→ **Task description**
The task calls for each line of the records below in which the word "join" appears.

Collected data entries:

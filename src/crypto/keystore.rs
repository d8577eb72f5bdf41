//! On-disk key custody: create, persist, and reload account identities.
//!
//! Each account stores two plain-text artifacts under the keystore
//! directory, `<account>.pub` and `<account>.priv`, each a bare hex blob.
//! The private artifact may be passed through a reversible obfuscation
//! transform keyed by a passphrase before encoding. A loaded keypair is
//! self-tested (sign + verify a fixed digest) before it is handed out.

use std::fs;
use std::path::{Path, PathBuf};

use sha2::{Digest, Sha256};
use tracing::error;

use crate::crypto::keys::{Keypair, PrivateKey, PublicKey};
use crate::crypto::sign::{Signer, Verifier};

/// Extension of the public-key artifact
pub const PUBLIC_KEY_EXTENSION: &str = "pub";
/// Extension of the private-key artifact
pub const PRIVATE_KEY_EXTENSION: &str = "priv";

/// Reversible byte transform applied to private-key material before it is
/// hex-encoded to disk. Implementations must be self-inverse:
/// `apply(apply(b, p), p) == b` for every byte sequence and passphrase.
pub trait Obfuscator: Send + Sync {
    fn apply(&self, bytes: &[u8], passphrase: &str) -> Vec<u8>;
}

/// Repeating-key XOR. This is obfuscation, not encryption: there is no
/// authentication or key derivation, and known plaintext recovers the
/// passphrase. An empty passphrase degrades to the fixed single byte
/// 0x00, which leaves the input unchanged.
pub struct XorObfuscator;

impl Obfuscator for XorObfuscator {
    fn apply(&self, bytes: &[u8], passphrase: &str) -> Vec<u8> {
        let key = if passphrase.is_empty() {
            &[0u8][..]
        } else {
            passphrase.as_bytes()
        };
        bytes
            .iter()
            .enumerate()
            .map(|(i, b)| b ^ key[i % key.len()])
            .collect()
    }
}

/// Custodian for one account identity's key artifacts.
///
/// No internal locking: concurrent `create_keys`/`load_keys` against the
/// same account is the caller's responsibility.
pub struct KeysManager {
    account_name: String,
    dir: PathBuf,
    obfuscator: Box<dyn Obfuscator>,
}

impl KeysManager {
    /// Custodian with the default XOR obfuscator
    pub fn new(account_name: impl Into<String>, dir: impl AsRef<Path>) -> Self {
        Self::with_obfuscator(account_name, dir, Box::new(XorObfuscator))
    }

    /// Custodian with an interchangeable obfuscation strategy
    pub fn with_obfuscator(
        account_name: impl Into<String>,
        dir: impl AsRef<Path>,
        obfuscator: Box<dyn Obfuscator>,
    ) -> Self {
        Self {
            account_name: account_name.into(),
            dir: dir.as_ref().to_path_buf(),
            obfuscator,
        }
    }

    fn artifact_path(&self, extension: &str) -> PathBuf {
        self.dir.join(format!("{}.{}", self.account_name, extension))
    }

    /// Generate a fresh keypair and write both artifacts, overwriting any
    /// previous ones wholesale. The private key is obfuscated first when a
    /// passphrase is supplied. Returns false if either file cannot be
    /// written.
    pub fn create_keys(&self, passphrase: Option<&str>) -> bool {
        let keypair = Keypair::generate();
        let pub_hex = hex::encode(&keypair.public().0);
        let priv_hex = match passphrase {
            Some(p) => hex::encode(self.obfuscator.apply(keypair.secret_bytes(), p)),
            None => hex::encode(keypair.secret_bytes()),
        };
        self.store(&pub_hex, &priv_hex)
    }

    /// Read both artifacts back into a keypair. Returns None if either
    /// file is missing or unreadable, if the hex is malformed, or if the
    /// reassembled keypair fails the self-test. Never returns an
    /// unvalidated keypair.
    pub fn load_keys(&self, passphrase: Option<&str>) -> Option<Keypair> {
        let pub_hex = self.load_file(&self.artifact_path(PUBLIC_KEY_EXTENSION))?;
        let priv_hex = self.load_file(&self.artifact_path(PRIVATE_KEY_EXTENSION))?;

        let public = match hex::decode(pub_hex.trim()) {
            Ok(bytes) => bytes,
            Err(e) => {
                error!(
                    "malformed public key artifact for account '{}': {}",
                    self.account_name, e
                );
                return None;
            }
        };
        let mut secret = match hex::decode(priv_hex.trim()) {
            Ok(bytes) => bytes,
            Err(e) => {
                error!(
                    "malformed private key artifact for account '{}': {}",
                    self.account_name, e
                );
                return None;
            }
        };
        if let Some(p) = passphrase {
            secret = self.obfuscator.apply(&secret, p);
        }

        let keypair = Keypair::from_parts(PublicKey(public), PrivateKey(secret));
        if self.validate(&keypair) {
            Some(keypair)
        } else {
            None
        }
    }

    /// Self-test: sign a fixed well-known digest and verify it with the
    /// keypair's stored public key. A pair whose halves don't match (e.g.
    /// a private key garbled by the wrong passphrase) fails here.
    pub fn validate(&self, keypair: &Keypair) -> bool {
        let digest = validation_digest();
        let sig = match keypair.sign(&digest) {
            Ok(sig) => sig,
            Err(e) => {
                error!(
                    "cannot validate keypair for account '{}': {}",
                    self.account_name, e
                );
                return false;
            }
        };
        if keypair.public().verify(&digest, &sig).is_err() {
            error!("key validation failed for account '{}'", self.account_name);
            return false;
        }
        true
    }

    fn store(&self, pub_hex: &str, priv_hex: &str) -> bool {
        let artifacts = [
            (self.artifact_path(PUBLIC_KEY_EXTENSION), pub_hex),
            (self.artifact_path(PRIVATE_KEY_EXTENSION), priv_hex),
        ];
        for (path, contents) in artifacts {
            if let Err(e) = fs::write(&path, contents) {
                error!("cannot write '{}': {}", path.display(), e);
                return false;
            }
        }
        true
    }

    fn load_file(&self, path: &Path) -> Option<String> {
        match fs::read_to_string(path) {
            Ok(contents) => Some(contents),
            Err(e) => {
                error!("cannot read '{}': {}", path.display(), e);
                None
            }
        }
    }
}

/// Digest signed during the self-test. Fixed so every node validates key
/// material against the same known value.
fn validation_digest() -> Vec<u8> {
    let mut hasher = Sha256::new();
    hasher.update(b"12345");
    hasher.finalize().to_vec()
}

#[cfg(test)]
mod tests {
    use super::*;
    use tempfile::TempDir;

    #[test]
    fn test_xor_round_trip() {
        let cases: [(&[u8], &str); 4] = [
            (b"some private key material", "secret"),
            (b"some private key material", ""),
            (b"", "secret"),
            (&[0x00, 0xff, 0x7f, 0x80], "a"),
        ];
        for (bytes, pass) in cases {
            let once = XorObfuscator.apply(bytes, pass);
            let twice = XorObfuscator.apply(&once, pass);
            assert_eq!(twice, bytes, "round trip failed for passphrase {:?}", pass);
        }
    }

    #[test]
    fn test_empty_passphrase_is_identity() {
        let bytes = b"anything at all";
        assert_eq!(XorObfuscator.apply(bytes, ""), bytes);
    }

    #[test]
    fn test_create_then_load_plain() {
        let dir = TempDir::new().unwrap();
        let manager = KeysManager::new("node0", dir.path());
        assert!(manager.create_keys(None));
        let keypair = manager.load_keys(None).expect("stored keys should load");
        assert!(manager.validate(&keypair));
    }

    #[test]
    fn test_create_then_load_with_passphrase() {
        let dir = TempDir::new().unwrap();
        let manager = KeysManager::new("node0", dir.path());
        assert!(manager.create_keys(Some("secret")));
        assert!(manager.load_keys(Some("secret")).is_some());
    }

    #[test]
    fn test_wrong_passphrase_fails_validation() {
        let dir = TempDir::new().unwrap();
        let manager = KeysManager::new("node0", dir.path());
        assert!(manager.create_keys(Some("secret")));
        assert!(manager.load_keys(Some("wrong")).is_none());
        // missing passphrase on obfuscated artifacts also fails
        assert!(manager.load_keys(None).is_none());
    }

    #[test]
    fn test_load_without_artifacts() {
        let dir = TempDir::new().unwrap();
        let manager = KeysManager::new("ghost", dir.path());
        assert!(manager.load_keys(None).is_none());
    }

    #[test]
    fn test_recreate_overwrites_artifacts() {
        let dir = TempDir::new().unwrap();
        let manager = KeysManager::new("node0", dir.path());
        assert!(manager.create_keys(None));
        let first = manager.load_keys(None).unwrap();
        assert!(manager.create_keys(None));
        let second = manager.load_keys(None).unwrap();
        assert_ne!(first.public(), second.public());
    }

    #[test]
    fn test_garbage_hex_artifact() {
        let dir = TempDir::new().unwrap();
        let manager = KeysManager::new("node0", dir.path());
        assert!(manager.create_keys(None));
        std::fs::write(dir.path().join("node0.priv"), "not hex at all").unwrap();
        assert!(manager.load_keys(None).is_none());
    }

    #[test]
    fn test_truncated_private_key_fails_validation() {
        let dir = TempDir::new().unwrap();
        let manager = KeysManager::new("node0", dir.path());
        assert!(manager.create_keys(None));
        // valid hex, wrong key length
        std::fs::write(dir.path().join("node0.priv"), "abcd").unwrap();
        assert!(manager.load_keys(None).is_none());
    }

    #[test]
    fn test_mismatched_pair_fails_validation() {
        let dir = TempDir::new().unwrap();
        let manager = KeysManager::new("node0", dir.path());
        let mismatched = Keypair::from_parts(
            Keypair::generate().public().clone(),
            PrivateKey(Keypair::generate().secret_bytes().to_vec()),
        );
        assert!(!manager.validate(&mismatched));
    }

    #[test]
    fn test_custom_obfuscator_strategy() {
        struct AddOne;
        impl Obfuscator for AddOne {
            fn apply(&self, bytes: &[u8], _passphrase: &str) -> Vec<u8> {
                bytes.iter().map(|b| b.wrapping_add(1)).collect()
            }
        }
        // not self-inverse, so a round trip through the keystore must fail
        let dir = TempDir::new().unwrap();
        let manager = KeysManager::with_obfuscator("node0", dir.path(), Box::new(AddOne));
        assert!(manager.create_keys(Some("pass")));
        assert!(manager.load_keys(Some("pass")).is_none());
    }
}
use anyhow::{anyhow, Result};
use ed25519_dalek::{
    Signature as DalekSig, Signer as DalekSigner, SigningKey, Verifier as DalekVerifier,
    VerifyingKey,
};
use serde::{Deserialize, Serialize};

use crate::crypto::{Keypair, PublicKey};

#[derive(Clone, Serialize, Deserialize, PartialEq, Eq)]
pub struct Signature(pub Vec<u8>);

impl std::fmt::Debug for Signature {
    fn fmt(&self, f: &mut std::fmt::Formatter<'_>) -> std::fmt::Result {
        write!(f, "Signature({})", hex::encode(&self.0))
    }
}

/// Trait for signing. Fallible: malformed key material is an error, never
/// a silently degraded signature.
pub trait Signer {
    fn sign(&self, msg: &[u8]) -> Result<Signature>;
}

/// Trait for verifying
pub trait Verifier {
    fn verify(&self, msg: &[u8], sig: &Signature) -> Result<()>;
}

impl Signer for Keypair {
    fn sign(&self, msg: &[u8]) -> Result<Signature> {
        let seed: [u8; 32] = self.secret_bytes().try_into().map_err(|_| {
            anyhow!(
                "malformed private key: expected 32 bytes, got {}",
                self.secret_bytes().len()
            )
        })?;
        let sk = SigningKey::from_bytes(&seed);
        Ok(Signature(sk.sign(msg).to_bytes().to_vec()))
    }
}

impl Verifier for PublicKey {
    fn verify(&self, msg: &[u8], sig: &Signature) -> Result<()> {
        let raw: [u8; 32] = self
            .0
            .as_slice()
            .try_into()
            .map_err(|_| anyhow!("malformed public key: expected 32 bytes, got {}", self.0.len()))?;
        let pk = VerifyingKey::from_bytes(&raw)?;
        let ds = DalekSig::from_slice(&sig.0)?;
        pk.verify(msg, &ds)
            .map_err(|_| anyhow!("signature verification failed"))
    }
}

→ **Finished exercise**
        self.dir.join(format!("{}.{}", self.account_name, extension))
        std::fs::write(dir.path().join("node0.priv"), "not hex at all").unwrap();
        std::fs::write(dir.path().join("node0.priv"), "abcd").unwrap();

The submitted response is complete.